Conhecido por filmes de máfia trágicos (Caminho sem Volta, Os Donos da Noite) e melodramas românticos (Amantes, Era uma Vez em Nova York), o diretor retorna ao cenário novaiorquino habitual para explorar suas memórias e revisitar elementos essenciais da sua formação, escolhendo não se expandir muito além das relações com o amigo e com a família, possivelmente a fim de que o contorno geral do projeto se mantenha focado mais no registro afetivo e menos nos pretensos comentários socioeconômicos.
 
Essa contenção faz parte de quase toda a obra de James Gray, cultuado por seu costumeiro rigor classicista e sobriedade dramática, mas aqui, pela primeira vez, ela acaba puxando para um caminho excessivamente convencional e frequentemente desajeitado, tanto na forma quanto no conteúdo.

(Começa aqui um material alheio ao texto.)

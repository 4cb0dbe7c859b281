//! HTTP collaborators against a mock server

use std::collections::HashMap;
use std::time::Duration;

use assert_matches::assert_matches;
use stackwatch::alarm::drivers::{DiscordDriver, WebhookDriver};
use stackwatch::alarm::{AlarmContext, CONTEXT_KIND, Driver, DriverError};
use stackwatch::config::{DiscordConfig, HttpCheckConfig, WebhookConfig};
use stackwatch::monitor::{
    BrokerManagement, HealthChecker, HttpHealthChecker, HttpMetricsSink, MetricsSink, ProbeOutcome,
    RabbitManagementClient, ServiceIdentity,
};
use wiremock::matchers::{body_partial_json, header_exists, method, path};
use wiremock::{Mock, MockServer, ResponseTemplate};

fn context(kind: &str) -> AlarmContext {
    AlarmContext::from([
        (CONTEXT_KIND.to_string(), kind.to_string()),
        ("hostname".to_string(), "node-1".to_string()),
    ])
}

#[tokio::test]
async fn test_webhook_posts_alarm_json() {
    let server = MockServer::start().await;
    Mock::given(method("POST"))
        .and(path("/hook"))
        .and(body_partial_json(serde_json::json!({
            "title": "prod | node-1 | nova-compute broken",
            "context": {"hostname": "node-1"}
        })))
        .respond_with(ResponseTemplate::new(204))
        .expect(1)
        .mount(&server)
        .await;

    let driver = WebhookDriver::new(WebhookConfig {
        url: format!("{}/hook", server.uri()),
        attempts: 1,
        retry_delay_secs: 0,
        timeout_secs: 30,
    })
    .unwrap();

    driver
        .deliver("prod | node-1 | nova-compute broken", "details", &context("broken"))
        .await
        .unwrap();
}

#[tokio::test]
async fn test_webhook_retries_then_reports_exhaustion() {
    let server = MockServer::start().await;
    Mock::given(method("POST"))
        .respond_with(ResponseTemplate::new(503))
        .expect(3)
        .mount(&server)
        .await;

    let driver = WebhookDriver::new(WebhookConfig {
        url: server.uri(),
        attempts: 3,
        retry_delay_secs: 0,
        timeout_secs: 30,
    })
    .unwrap();

    let result = driver.deliver("title", "content", &AlarmContext::new()).await;

    assert_matches!(result, Err(DriverError::Exhausted { attempts: 3, .. }));
}

#[tokio::test]
async fn test_hung_webhook_fails_within_timeout() {
    let server = MockServer::start().await;
    Mock::given(method("POST"))
        .respond_with(ResponseTemplate::new(204).set_delay(Duration::from_secs(30)))
        .mount(&server)
        .await;

    let driver = WebhookDriver::new(WebhookConfig {
        url: server.uri(),
        attempts: 1,
        retry_delay_secs: 0,
        timeout_secs: 1,
    })
    .unwrap();

    let started = std::time::Instant::now();
    let result = driver.deliver("title", "content", &AlarmContext::new()).await;

    assert_matches!(result, Err(DriverError::Http(e)) if e.is_timeout());
    assert!(started.elapsed() < Duration::from_secs(10));
}

#[tokio::test]
async fn test_hung_discord_webhook_fails_within_timeout() {
    let server = MockServer::start().await;
    Mock::given(method("POST"))
        .respond_with(ResponseTemplate::new(204).set_delay(Duration::from_secs(30)))
        .mount(&server)
        .await;

    let driver = DiscordDriver::new(
        DiscordConfig {
            url: server.uri(),
            user_id: None,
            timeout_secs: 1,
        },
        "prod".to_string(),
    )
    .unwrap();

    let started = std::time::Instant::now();
    let result = driver.deliver("title", "content", &context("broken")).await;

    assert_matches!(result, Err(DriverError::Http(e)) if e.is_timeout());
    assert!(started.elapsed() < Duration::from_secs(10));
}

#[tokio::test]
async fn test_hung_metrics_collector_fails_within_timeout() {
    let server = MockServer::start().await;
    Mock::given(method("POST"))
        .respond_with(ResponseTemplate::new(200).set_delay(Duration::from_secs(30)))
        .mount(&server)
        .await;

    let sink = HttpMetricsSink::new(server.uri(), Duration::from_millis(300)).unwrap();

    let started = std::time::Instant::now();
    let result = sink
        .push(
            &ServiceIdentity::new("nova-compute", "node-1"),
            ProbeOutcome::Ok,
            Duration::from_millis(12),
        )
        .await;

    assert!(result.is_err());
    assert!(started.elapsed() < Duration::from_secs(10));
}

#[tokio::test]
async fn test_discord_rejection_is_an_error() {
    let server = MockServer::start().await;
    Mock::given(method("POST"))
        .and(body_partial_json(serde_json::json!({"content": "<@42>"})))
        .respond_with(ResponseTemplate::new(400))
        .mount(&server)
        .await;

    let driver = DiscordDriver::new(
        DiscordConfig {
            url: server.uri(),
            user_id: Some("42".to_string()),
            timeout_secs: 30,
        },
        "prod".to_string(),
    )
    .unwrap();

    let result = driver.deliver("title", "content", &context("recovered")).await;

    assert_matches!(result, Err(DriverError::Status(status)) if status.as_u16() == 400);
}

#[tokio::test]
async fn test_management_client_fails_over_to_live_endpoint() {
    let live = MockServer::start().await;
    Mock::given(method("GET"))
        .and(path("/api/overview"))
        .and(header_exists("authorization"))
        .respond_with(ResponseTemplate::new(200).set_body_json(serde_json::json!({})))
        .mount(&live)
        .await;
    Mock::given(method("GET"))
        .and(path("/api/queues"))
        .respond_with(ResponseTemplate::new(200).set_body_json(serde_json::json!([
            {"name": "compute.node-1", "consumers": 1, "durable": false},
            {"name": "notifications.info", "consumers": 1, "durable": true}
        ])))
        .mount(&live)
        .await;

    let dead = MockServer::start().await;
    Mock::given(method("GET"))
        .respond_with(ResponseTemplate::new(500))
        .mount(&dead)
        .await;

    let client =
        RabbitManagementClient::new(vec![dead.uri(), live.uri()], "guest", "guest").unwrap();

    let queues = client.list_queues().await.unwrap();
    let names: Vec<_> = queues.iter().map(|queue| queue.name.as_str()).collect();
    assert_eq!(names, vec!["compute.node-1", "notifications.info"]);
}

#[tokio::test]
async fn test_http_checker_maps_responses() {
    let server = MockServer::start().await;
    Mock::given(method("GET"))
        .and(path("/health/node-1"))
        .respond_with(ResponseTemplate::new(200))
        .mount(&server)
        .await;
    Mock::given(method("GET"))
        .and(path("/health/node-2"))
        .respond_with(ResponseTemplate::new(500))
        .mount(&server)
        .await;
    Mock::given(method("GET"))
        .and(path("/health/node-3"))
        .respond_with(ResponseTemplate::new(200).set_delay(Duration::from_secs(2)))
        .mount(&server)
        .await;

    let checks = HashMap::from([(
        "nova-compute".to_string(),
        HttpCheckConfig {
            url: format!("{}/health/{{hostname}}", server.uri()),
            expected_status: None,
        },
    )]);
    let checker = HttpHealthChecker::new(checks, Duration::from_millis(300)).unwrap();

    assert!(checker.supports("nova-compute"));
    assert!(!checker.supports("cinder-volume"));

    for (hostname, expected) in [
        ("node-1", ProbeOutcome::Ok),
        ("node-2", ProbeOutcome::Failed),
        ("node-3", ProbeOutcome::Timeout),
    ] {
        let service = ServiceIdentity::new("nova-compute", hostname);
        assert_eq!(checker.check(&service).await.unwrap(), expected, "{hostname}");
    }
}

O olhar pré-adolescente que norteia o filme se faz coerente nas câmeras baixas e no cuidado com que ele localiza o espectador nos ambientes-chave da história (filmados num tom de sépia que remete a um álbum de fotografias bem preservado e higienizado). O ponto de vista infantil, porém, não justifica a maneira domesticada e romantizada com que Armageddon Time lida com seus conflitos mais carregados, que às vezes parecem surgir arbitrariamente e sem deixar vestígios emocionais visíveis nos personagens, ao exemplo de uma constrangedoramente artificial cena de violência paterna.

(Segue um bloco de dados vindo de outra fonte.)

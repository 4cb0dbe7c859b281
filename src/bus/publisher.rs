use std::time::Duration;

use anyhow::Context;
use async_trait::async_trait;
use lapin::options::{BasicPublishOptions, ExchangeDeclareOptions};
use lapin::types::{FieldTable, ShortString};
use lapin::{BasicProperties, Channel, Connection, ConnectionProperties, ExchangeKind};
use serde_json::Value;
use tokio::sync::Mutex;
use tracing::{debug, instrument, warn};

/// Side channel re-publishing selected notifications to other systems
#[async_trait]
pub trait FanoutPublisher: Send + Sync {
    /// Publish `body` to the fanout `exchange`, expiring after `ttl` if set
    async fn fanout(&self, exchange: &str, body: &Value, ttl: Option<Duration>)
    -> anyhow::Result<()>;
}

/// AMQP fanout publisher with a lazily opened, reused channel
pub struct AmqpPublisher {
    uri: String,
    channel: Mutex<Option<Channel>>,
}

impl AmqpPublisher {
    pub fn new(uri: impl Into<String>) -> Self {
        Self {
            uri: uri.into(),
            channel: Mutex::new(None),
        }
    }

    async fn open_channel(&self) -> anyhow::Result<Channel> {
        let connection = Connection::connect(&self.uri, ConnectionProperties::default())
            .await
            .context("Connect to notifier broker failed")?;
        connection
            .create_channel()
            .await
            .context("Open notifier channel failed")
    }

    async fn publish_once(
        &self,
        exchange: &str,
        payload: &[u8],
        ttl: Option<Duration>,
    ) -> anyhow::Result<()> {
        let mut slot = self.channel.lock().await;
        let channel = match slot.as_ref() {
            Some(channel) if channel.status().connected() => channel.clone(),
            _ => {
                let channel = self.open_channel().await?;
                *slot = Some(channel.clone());
                channel
            }
        };

        channel
            .exchange_declare(
                exchange,
                ExchangeKind::Fanout,
                ExchangeDeclareOptions::default(),
                FieldTable::default(),
            )
            .await?;

        let mut properties =
            BasicProperties::default().with_content_type(ShortString::from("application/json"));
        if let Some(ttl) = ttl {
            properties = properties.with_expiration(ShortString::from(ttl.as_millis().to_string()));
        }

        let publish = channel
            .basic_publish(exchange, "", BasicPublishOptions::default(), payload, properties)
            .await;
        if publish.is_err() {
            *slot = None;
        }
        publish?.await?;
        Ok(())
    }
}

#[async_trait]
impl FanoutPublisher for AmqpPublisher {
    #[instrument(skip(self, body))]
    async fn fanout(
        &self,
        exchange: &str,
        body: &Value,
        ttl: Option<Duration>,
    ) -> anyhow::Result<()> {
        let payload = serde_json::to_vec(body)?;
        debug!("Notifying message to {exchange}");

        // one reconnect if the cached channel went stale
        if let Err(e) = self.publish_once(exchange, &payload, ttl).await {
            warn!("fanout to {exchange} failed, reconnecting: {e:#}");
            *self.channel.lock().await = None;
            self.publish_once(exchange, &payload, ttl).await?;
        }
        Ok(())
    }
}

Interpretações sólidas como as de Anthony Hopkins (o avô) e Anne Hathaway (a mãe) ficam responsáveis por verbalizar um texto que, em essência, é recheado de platitudes, enquanto o trabalho do novato Jaylin Webb é relegado ao problemático papel de acessório narrativo para discutir racismo, afinal, seu personagem tem muito mais a acrescentar na jornada de amadurecimento de caráter do protagonista do que na própria história.
 
É muito provável que, do seu lugar privilegiado de diretor, James Gray tenha tido a intenção de expor essa ambiguidade entre o afeto pelo conforto da instituição familiar - fator onipresente em sua filmografia - e a sensação de culpa pelas oportunidades que ela ofereceu na sua vida. O resultado de Armageddon Time, no entanto, é maculado exatamente por esse privilégio: por mais empatia que se tenha pelo outro, é sempre mais fácil enxergar o seu mundo do modo como ele sempre lhe pareceu.